* [Problem to solve]
Your answer should consist of the lines in the data below that contain "static".

* [Data for this exercise]
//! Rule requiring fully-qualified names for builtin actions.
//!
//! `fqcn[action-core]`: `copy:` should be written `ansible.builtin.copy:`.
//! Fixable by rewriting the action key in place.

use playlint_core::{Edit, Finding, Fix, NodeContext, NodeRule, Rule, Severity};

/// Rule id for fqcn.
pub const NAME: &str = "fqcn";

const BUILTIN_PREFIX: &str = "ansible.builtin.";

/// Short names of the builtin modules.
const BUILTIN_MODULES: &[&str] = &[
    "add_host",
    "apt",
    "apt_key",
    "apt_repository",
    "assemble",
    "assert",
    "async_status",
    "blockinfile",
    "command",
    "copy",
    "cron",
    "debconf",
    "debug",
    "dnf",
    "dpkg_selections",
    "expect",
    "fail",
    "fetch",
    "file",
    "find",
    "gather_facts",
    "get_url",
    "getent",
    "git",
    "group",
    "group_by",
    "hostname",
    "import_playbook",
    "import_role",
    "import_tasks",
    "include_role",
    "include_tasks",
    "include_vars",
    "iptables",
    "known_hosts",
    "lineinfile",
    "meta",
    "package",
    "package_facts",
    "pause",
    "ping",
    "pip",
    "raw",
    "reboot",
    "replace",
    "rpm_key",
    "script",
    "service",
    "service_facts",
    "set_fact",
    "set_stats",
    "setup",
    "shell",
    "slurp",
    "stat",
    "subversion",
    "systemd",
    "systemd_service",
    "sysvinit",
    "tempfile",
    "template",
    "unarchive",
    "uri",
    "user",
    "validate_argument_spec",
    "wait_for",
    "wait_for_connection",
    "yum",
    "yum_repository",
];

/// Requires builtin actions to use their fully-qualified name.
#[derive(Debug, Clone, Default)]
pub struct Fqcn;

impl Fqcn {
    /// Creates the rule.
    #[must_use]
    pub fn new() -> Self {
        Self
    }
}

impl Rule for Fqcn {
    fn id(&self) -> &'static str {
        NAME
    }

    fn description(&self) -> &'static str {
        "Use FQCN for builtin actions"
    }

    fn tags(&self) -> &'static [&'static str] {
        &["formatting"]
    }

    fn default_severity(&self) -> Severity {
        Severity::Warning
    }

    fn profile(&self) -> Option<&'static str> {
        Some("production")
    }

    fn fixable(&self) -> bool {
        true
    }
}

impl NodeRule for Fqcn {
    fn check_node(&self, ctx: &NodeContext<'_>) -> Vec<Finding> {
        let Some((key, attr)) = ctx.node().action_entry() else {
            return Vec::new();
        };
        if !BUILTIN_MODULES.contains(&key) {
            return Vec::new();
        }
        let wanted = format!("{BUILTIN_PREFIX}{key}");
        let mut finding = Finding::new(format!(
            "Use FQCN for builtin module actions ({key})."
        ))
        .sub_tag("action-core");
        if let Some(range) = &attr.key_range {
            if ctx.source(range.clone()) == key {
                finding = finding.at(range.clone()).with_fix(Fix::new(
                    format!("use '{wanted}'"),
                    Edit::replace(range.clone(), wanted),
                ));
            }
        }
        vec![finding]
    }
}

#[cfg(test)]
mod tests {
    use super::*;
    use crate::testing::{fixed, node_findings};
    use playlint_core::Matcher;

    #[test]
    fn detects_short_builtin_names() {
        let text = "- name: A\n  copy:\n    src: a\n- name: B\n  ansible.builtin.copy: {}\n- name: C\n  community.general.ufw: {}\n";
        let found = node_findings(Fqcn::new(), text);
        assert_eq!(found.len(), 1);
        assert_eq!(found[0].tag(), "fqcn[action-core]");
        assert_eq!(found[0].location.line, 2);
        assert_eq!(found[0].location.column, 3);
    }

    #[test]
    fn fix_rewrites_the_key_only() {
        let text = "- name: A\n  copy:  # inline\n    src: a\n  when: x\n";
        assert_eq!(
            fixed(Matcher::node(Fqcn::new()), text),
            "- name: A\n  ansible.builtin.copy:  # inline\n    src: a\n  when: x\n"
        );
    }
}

---

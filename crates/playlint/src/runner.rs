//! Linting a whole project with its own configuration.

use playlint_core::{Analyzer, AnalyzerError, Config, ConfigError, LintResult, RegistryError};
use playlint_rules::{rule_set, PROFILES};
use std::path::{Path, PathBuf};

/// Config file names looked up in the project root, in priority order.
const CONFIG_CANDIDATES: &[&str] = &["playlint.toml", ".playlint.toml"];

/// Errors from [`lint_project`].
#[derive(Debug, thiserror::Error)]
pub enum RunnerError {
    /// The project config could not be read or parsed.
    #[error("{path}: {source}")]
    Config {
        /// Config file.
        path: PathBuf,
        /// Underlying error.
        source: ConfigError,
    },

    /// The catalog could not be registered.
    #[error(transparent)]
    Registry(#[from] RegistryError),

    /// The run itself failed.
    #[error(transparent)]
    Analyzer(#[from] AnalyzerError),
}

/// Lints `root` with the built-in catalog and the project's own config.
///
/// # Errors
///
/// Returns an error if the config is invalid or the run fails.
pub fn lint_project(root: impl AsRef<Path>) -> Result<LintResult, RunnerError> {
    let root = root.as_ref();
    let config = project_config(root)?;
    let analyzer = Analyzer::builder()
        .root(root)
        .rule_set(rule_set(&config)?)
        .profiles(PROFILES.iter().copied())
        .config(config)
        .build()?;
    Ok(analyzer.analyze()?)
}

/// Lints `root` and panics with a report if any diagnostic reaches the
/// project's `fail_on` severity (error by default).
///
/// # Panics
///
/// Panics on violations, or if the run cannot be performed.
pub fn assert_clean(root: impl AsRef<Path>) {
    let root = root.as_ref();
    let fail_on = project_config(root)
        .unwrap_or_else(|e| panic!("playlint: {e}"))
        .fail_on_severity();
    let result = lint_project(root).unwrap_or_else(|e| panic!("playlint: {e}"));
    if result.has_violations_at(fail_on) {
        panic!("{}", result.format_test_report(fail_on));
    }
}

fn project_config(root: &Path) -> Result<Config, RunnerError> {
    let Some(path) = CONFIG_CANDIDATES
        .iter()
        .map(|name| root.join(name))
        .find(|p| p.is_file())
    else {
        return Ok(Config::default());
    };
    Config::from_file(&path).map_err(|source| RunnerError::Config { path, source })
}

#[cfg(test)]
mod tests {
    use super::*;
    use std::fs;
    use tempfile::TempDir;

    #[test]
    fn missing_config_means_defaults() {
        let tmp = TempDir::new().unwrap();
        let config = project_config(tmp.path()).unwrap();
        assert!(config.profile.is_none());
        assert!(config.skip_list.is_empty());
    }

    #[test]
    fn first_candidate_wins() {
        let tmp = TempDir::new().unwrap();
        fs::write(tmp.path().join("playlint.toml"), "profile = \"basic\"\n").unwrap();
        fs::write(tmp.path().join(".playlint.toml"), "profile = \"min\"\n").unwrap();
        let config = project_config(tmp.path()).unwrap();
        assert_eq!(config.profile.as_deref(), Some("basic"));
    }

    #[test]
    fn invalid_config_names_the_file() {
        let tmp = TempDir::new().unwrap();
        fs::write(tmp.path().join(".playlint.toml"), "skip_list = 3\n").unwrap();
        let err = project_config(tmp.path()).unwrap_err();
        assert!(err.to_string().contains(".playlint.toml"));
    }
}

==

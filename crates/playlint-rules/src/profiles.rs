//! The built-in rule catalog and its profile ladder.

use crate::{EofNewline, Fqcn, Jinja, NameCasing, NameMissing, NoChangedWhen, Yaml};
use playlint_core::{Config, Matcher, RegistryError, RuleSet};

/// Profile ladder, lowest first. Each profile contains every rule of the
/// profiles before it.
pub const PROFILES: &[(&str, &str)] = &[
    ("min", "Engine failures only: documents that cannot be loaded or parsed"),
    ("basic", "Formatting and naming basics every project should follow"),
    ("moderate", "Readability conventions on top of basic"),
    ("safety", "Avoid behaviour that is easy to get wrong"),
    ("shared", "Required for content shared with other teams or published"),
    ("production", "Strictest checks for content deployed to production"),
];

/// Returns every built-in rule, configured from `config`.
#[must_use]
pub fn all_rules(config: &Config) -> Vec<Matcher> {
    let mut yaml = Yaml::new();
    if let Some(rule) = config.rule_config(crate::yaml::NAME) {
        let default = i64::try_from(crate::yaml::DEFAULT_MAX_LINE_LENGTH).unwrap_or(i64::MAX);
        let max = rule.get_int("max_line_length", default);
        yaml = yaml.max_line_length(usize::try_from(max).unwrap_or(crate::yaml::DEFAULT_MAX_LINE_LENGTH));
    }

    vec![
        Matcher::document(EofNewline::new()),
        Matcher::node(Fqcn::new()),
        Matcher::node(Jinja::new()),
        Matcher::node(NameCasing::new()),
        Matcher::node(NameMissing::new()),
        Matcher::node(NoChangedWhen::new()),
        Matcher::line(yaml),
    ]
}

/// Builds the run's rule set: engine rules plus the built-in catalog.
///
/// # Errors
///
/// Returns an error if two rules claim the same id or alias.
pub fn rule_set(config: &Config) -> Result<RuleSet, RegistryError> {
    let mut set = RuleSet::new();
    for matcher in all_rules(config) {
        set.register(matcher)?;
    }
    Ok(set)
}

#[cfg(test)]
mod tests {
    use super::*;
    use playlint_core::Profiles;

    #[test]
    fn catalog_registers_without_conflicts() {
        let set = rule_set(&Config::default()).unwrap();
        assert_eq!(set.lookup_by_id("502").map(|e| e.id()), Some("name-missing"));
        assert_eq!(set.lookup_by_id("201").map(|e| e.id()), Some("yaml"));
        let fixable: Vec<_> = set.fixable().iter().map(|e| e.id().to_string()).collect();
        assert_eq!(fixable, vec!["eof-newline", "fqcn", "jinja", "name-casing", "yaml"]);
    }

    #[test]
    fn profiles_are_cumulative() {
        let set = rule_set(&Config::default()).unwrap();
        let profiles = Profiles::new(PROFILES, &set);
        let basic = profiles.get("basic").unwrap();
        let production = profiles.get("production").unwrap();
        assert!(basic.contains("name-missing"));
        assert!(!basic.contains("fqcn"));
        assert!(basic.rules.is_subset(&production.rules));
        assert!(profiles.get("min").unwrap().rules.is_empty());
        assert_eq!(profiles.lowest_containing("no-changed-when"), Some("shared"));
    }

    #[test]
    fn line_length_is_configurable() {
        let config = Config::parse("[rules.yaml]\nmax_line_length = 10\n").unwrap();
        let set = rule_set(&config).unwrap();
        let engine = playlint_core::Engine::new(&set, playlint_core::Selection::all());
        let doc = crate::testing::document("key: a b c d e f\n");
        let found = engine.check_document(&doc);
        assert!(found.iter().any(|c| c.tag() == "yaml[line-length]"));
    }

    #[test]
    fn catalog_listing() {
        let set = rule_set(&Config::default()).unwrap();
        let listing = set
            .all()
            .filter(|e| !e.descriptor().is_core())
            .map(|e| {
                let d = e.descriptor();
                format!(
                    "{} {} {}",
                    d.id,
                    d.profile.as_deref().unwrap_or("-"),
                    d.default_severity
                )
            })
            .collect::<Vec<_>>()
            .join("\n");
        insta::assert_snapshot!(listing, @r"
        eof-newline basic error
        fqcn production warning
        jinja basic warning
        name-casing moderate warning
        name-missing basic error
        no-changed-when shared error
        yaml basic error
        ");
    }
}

* [Answer section]
    fn id(&self) -> &'static str {
    fn description(&self) -> &'static str {
    fn tags(&self) -> &'static [&'static str] {
    fn profile(&self) -> Option<&'static str> {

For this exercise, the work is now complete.